From the perspective of major trading partners, the trend of differentiation in China’s foreign trade has increased. From January to February 2023, China’s exports to the United States continued to grow negatively, down 21.8% year on year, which is 2.3 percentage points larger than that in December 2022. Exports to the European Union and Japan declined slightly, but the growth rate still did not turn positive, respectively -12.2% and -1.3%. Exports to ASEAN grew faster, accelerating 1.5 percentage points year-on-year to 9% from December 2022.
From the perspective of product structure, the export boom of upstream products and automobiles is high, while the export of labor-intensive products continues to fall. From January to February 2023, exports of refined oil products and steel products increased by 101.8% and 27.5%, respectively. The year-on-year growth rates of automobiles and chassis and automobile parts were 65.2% and 4%, respectively. The number of automobile exports (370,000 units) reached a record high, up 68.2 percent year on year, contributing about 60.3 percent to the growth of automobile export value.
According to the report, exports of furniture, toys, plastics, shoes and clothing products continue to fall, as developed economies in Europe and the United States have weak consumer durable goods demand, the corporate destocking cycle has not yet ended, and producer countries such as Vietnam, Mexico and India have taken a share of China’s exports in labor-intensive sectors. They were down by 17.2%, 10.1%, 9.7%, 11.6% and 14.7%, which were 2.6, 0.7, 7, 13.8 and 4.4 percentage points higher than in December 2022, respectively.
But China’s export growth was better than market expectations, with the decline narrowing by 3.1 percentage points from December 2022. According to the report, the main reasons for the above situation are as follows:
First, international demand is better than expected. While the U.S. ISM manufacturing PMI remained in contraction territory in February, it rose 0.3 percentage point from January to 47.7 percent, the first improvement in six months. Consumer confidence also improved in Europe and Japan. From the freight rate index, since the middle of February, Baltic dry bulk index (BDI), coastal container shipping rate index (TDOI) began to bottom up. Second, the post-holiday resumption of work and production in China was accelerated, blocking points in the industrial chain and supply chain were cleared up, and the backlog of orders during the peak of the epidemic was fully released, providing a certain boost to export growth. Third, new forms of foreign trade have become an important driving force for export growth. The cross-border e-commerce index in the first quarter of 2023 was higher than that in the same period of 2022, and the business volume of Zhejiang, Shandong, Shenzhen and other leading regions in the development of new foreign trade forms generally had a relatively high year-on-year growth. Among them, the export volume of cross-border e-commerce in Zhejiang from January to February increased by 73.2% year-on-year.

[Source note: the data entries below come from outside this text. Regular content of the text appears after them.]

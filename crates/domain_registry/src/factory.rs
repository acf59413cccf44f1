//! Service Factory
//!
//! Maps provider types to builder functions. The registry never constructs
//! adapters itself; it validates a descriptor, then asks the factory for a
//! handle.
//!
//! # Usage
//!
//! ```rust,ignore
//! let mut factory = ServiceFactory::new(Arc::new(EnvSecretStore::new()));
//! factory.register_builder("rest_crm", |descriptor, credentials| {
//!     let adapter = RestCrmAdapter::from_descriptor(descriptor, credentials)?;
//!     Ok(Arc::new(adapter))
//! });
//! ```

use std::collections::BTreeMap;
use std::fmt;
use std::sync::Arc;

use core_kernel::{ConfigError, ProviderAdapter};
use domain_resilience::{BreakerEvents, CircuitBreaker};

use crate::descriptor::AdapterDescriptor;
use crate::handle::AdapterHandle;
use crate::secrets::{Credentials, SecretStore};

/// Constructs an adapter from its descriptor and resolved credentials
pub type AdapterBuilder = Arc<
    dyn Fn(&AdapterDescriptor, Option<Credentials>) -> Result<Arc<dyn ProviderAdapter>, ConfigError>
        + Send
        + Sync,
>;

pub struct ServiceFactory {
    builders: BTreeMap<String, AdapterBuilder>,
    secrets: Arc<dyn SecretStore>,
}

impl ServiceFactory {
    pub fn new(secrets: Arc<dyn SecretStore>) -> Self {
        Self {
            builders: BTreeMap::new(),
            secrets,
        }
    }

    /// Registers (or replaces) the builder for `provider_type`
    pub fn register_builder<F>(&mut self, provider_type: impl Into<String>, builder: F)
    where
        F: Fn(&AdapterDescriptor, Option<Credentials>) -> Result<Arc<dyn ProviderAdapter>, ConfigError>
            + Send
            + Sync
            + 'static,
    {
        self.builders.insert(provider_type.into(), Arc::new(builder));
    }

    pub fn provider_types(&self) -> impl Iterator<Item = &str> {
        self.builders.keys().map(String::as_str)
    }

    pub fn supports(&self, provider_type: &str) -> bool {
        self.builders.contains_key(provider_type)
    }

    /// Validates a descriptor without instantiating anything
    pub fn validate(&self, descriptor: &AdapterDescriptor) -> Result<(), ConfigError> {
        descriptor.validate()?;
        if !self.supports(&descriptor.provider_type) {
            return Err(ConfigError::UnknownProviderType {
                adapter: descriptor.id.clone(),
                provider_type: descriptor.provider_type.clone(),
            });
        }
        Ok(())
    }

    /// Instantiates the adapter and wraps it with its circuit breaker
    ///
    /// # Errors
    ///
    /// Validation errors, `ConfigError::Credentials` when the reference cannot
    /// be resolved, builder errors, and `ConfigError::MissingCapability` when
    /// the built adapter does not implement a declared capability.
    pub async fn create(
        &self,
        descriptor: &AdapterDescriptor,
        events: &BreakerEvents,
    ) -> Result<Arc<AdapterHandle>, ConfigError> {
        self.validate(descriptor)?;

        let builder = self.builders.get(&descriptor.provider_type).ok_or_else(|| {
            ConfigError::UnknownProviderType {
                adapter: descriptor.id.clone(),
                provider_type: descriptor.provider_type.clone(),
            }
        })?;

        let credentials = match &descriptor.credentials_ref {
            Some(reference) => Some(
                self.secrets
                    .resolve(reference)
                    .await
                    .map_err(|e| ConfigError::credentials(&descriptor.id, e.to_string()))?,
            ),
            None => None,
        };

        let adapter = builder(descriptor, credentials)?;

        let implemented = adapter.capabilities();
        if let Some(missing) = descriptor
            .capabilities
            .iter()
            .find(|capability| !implemented.contains(*capability))
        {
            return Err(ConfigError::MissingCapability {
                adapter: descriptor.id.clone(),
                capability: *missing,
            });
        }

        let breaker = CircuitBreaker::with_events(
            descriptor.id.clone(),
            descriptor.options.breaker_config(),
            events.clone(),
        );

        Ok(Arc::new(AdapterHandle::new(descriptor.clone(), adapter, breaker)))
    }
}

impl fmt::Debug for ServiceFactory {
    fn fmt(&self, f: &mut fmt::Formatter<'_>) -> fmt::Result {
        f.debug_struct("ServiceFactory")
            .field("provider_types", &self.builders.keys().collect::<Vec<_>>())
            .finish()
    }
}

#[cfg(test)]
mod tests {
    use super::*;
    use crate::secrets::StaticSecretStore;
    use async_trait::async_trait;
    use core_kernel::{
        AdapterError, AdapterId, Capability, ContactSync, NormalizedEntity, OperationMetadata,
    };
    use std::sync::Mutex;

    struct Contacts;

    #[async_trait]
    impl ContactSync for Contacts {
        async fn create_contact(
            &self,
            contact: &NormalizedEntity,
            _metadata: &OperationMetadata,
        ) -> Result<NormalizedEntity, AdapterError> {
            Ok(contact.clone())
        }

        async fn update_contact(
            &self,
            _external_id: &str,
            contact: &NormalizedEntity,
            _metadata: &OperationMetadata,
        ) -> Result<NormalizedEntity, AdapterError> {
            Ok(contact.clone())
        }
    }

    #[async_trait]
    impl ProviderAdapter for Contacts {
        fn provider_type(&self) -> &str {
            "contacts"
        }

        fn contact_sync(&self) -> Option<&dyn ContactSync> {
            Some(self)
        }

        async fn probe(&self) -> Result<(), AdapterError> {
            Ok(())
        }
    }

    fn factory(seen: Arc<Mutex<Option<String>>>) -> ServiceFactory {
        let secrets = StaticSecretStore::new().with_secret("TOKEN", "s3cret");
        let mut factory = ServiceFactory::new(Arc::new(secrets));
        factory.register_builder("contacts", move |_, credentials| {
            *seen.lock().unwrap() = credentials.map(|c| c.expose().to_string());
            Ok(Arc::new(Contacts) as Arc<dyn ProviderAdapter>)
        });
        factory
    }

    #[tokio::test]
    async fn test_creates_handle_with_credentials() {
        let seen = Arc::new(Mutex::new(None));
        let factory = factory(seen.clone());
        let descriptor = AdapterDescriptor::new("crm-a", "contacts", [Capability::ContactSync])
            .with_credentials_ref("TOKEN");

        let handle = factory
            .create(&descriptor, &BreakerEvents::default())
            .await
            .unwrap();

        assert_eq!(handle.id().as_str(), "crm-a");
        assert_eq!(seen.lock().unwrap().as_deref(), Some("s3cret"));
    }

    #[tokio::test]
    async fn test_unknown_provider_type() {
        let factory = factory(Arc::default());
        let descriptor = AdapterDescriptor::new("crm-a", "salesforce", [Capability::ContactSync]);

        let error = factory.validate(&descriptor).unwrap_err();
        assert!(matches!(error, ConfigError::UnknownProviderType { .. }));
    }

    #[tokio::test]
    async fn test_unresolvable_credentials() {
        let factory = factory(Arc::default());
        let descriptor = AdapterDescriptor::new("crm-a", "contacts", [Capability::ContactSync])
            .with_credentials_ref("MISSING");

        let error = factory
            .create(&descriptor, &BreakerEvents::default())
            .await
            .unwrap_err();
        assert!(matches!(error, ConfigError::Credentials { .. }));
    }

    #[tokio::test]
    async fn test_declared_capability_must_be_implemented() {
        let factory = factory(Arc::default());
        let descriptor = AdapterDescriptor::new(
            "crm-a",
            "contacts",
            [Capability::ContactSync, Capability::PaymentCharge],
        );

        let error = factory
            .create(&descriptor, &BreakerEvents::default())
            .await
            .unwrap_err();
        assert_eq!(
            error,
            ConfigError::MissingCapability {
                adapter: AdapterId::from("crm-a"),
                capability: Capability::PaymentCharge,
            }
        );
    }
}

The report believes that China’s export growth is expected to bottom out in the second quarter, structural opportunities are worth paying attention to. From the pull down factor, external demand repair has uncertainty. Global inflation remains high and there is a high probability that advanced economies in Europe and the United States will raise interest rates in “baby steps” in the first half of 2023, dampening international demand. The destocking cycle of major developed countries has not yet ended, and the inventory-sales ratio of most commodities in the United States is still at a high range of more than 1.5, showing no significant improvement compared with the end of 2022. In the same period of 2022, China’s foreign trade base was relatively high, with a year-on-year growth rate of 16.3% in May and 17.1% in June. As a result, exports rose 12.4 per cent in the second quarter.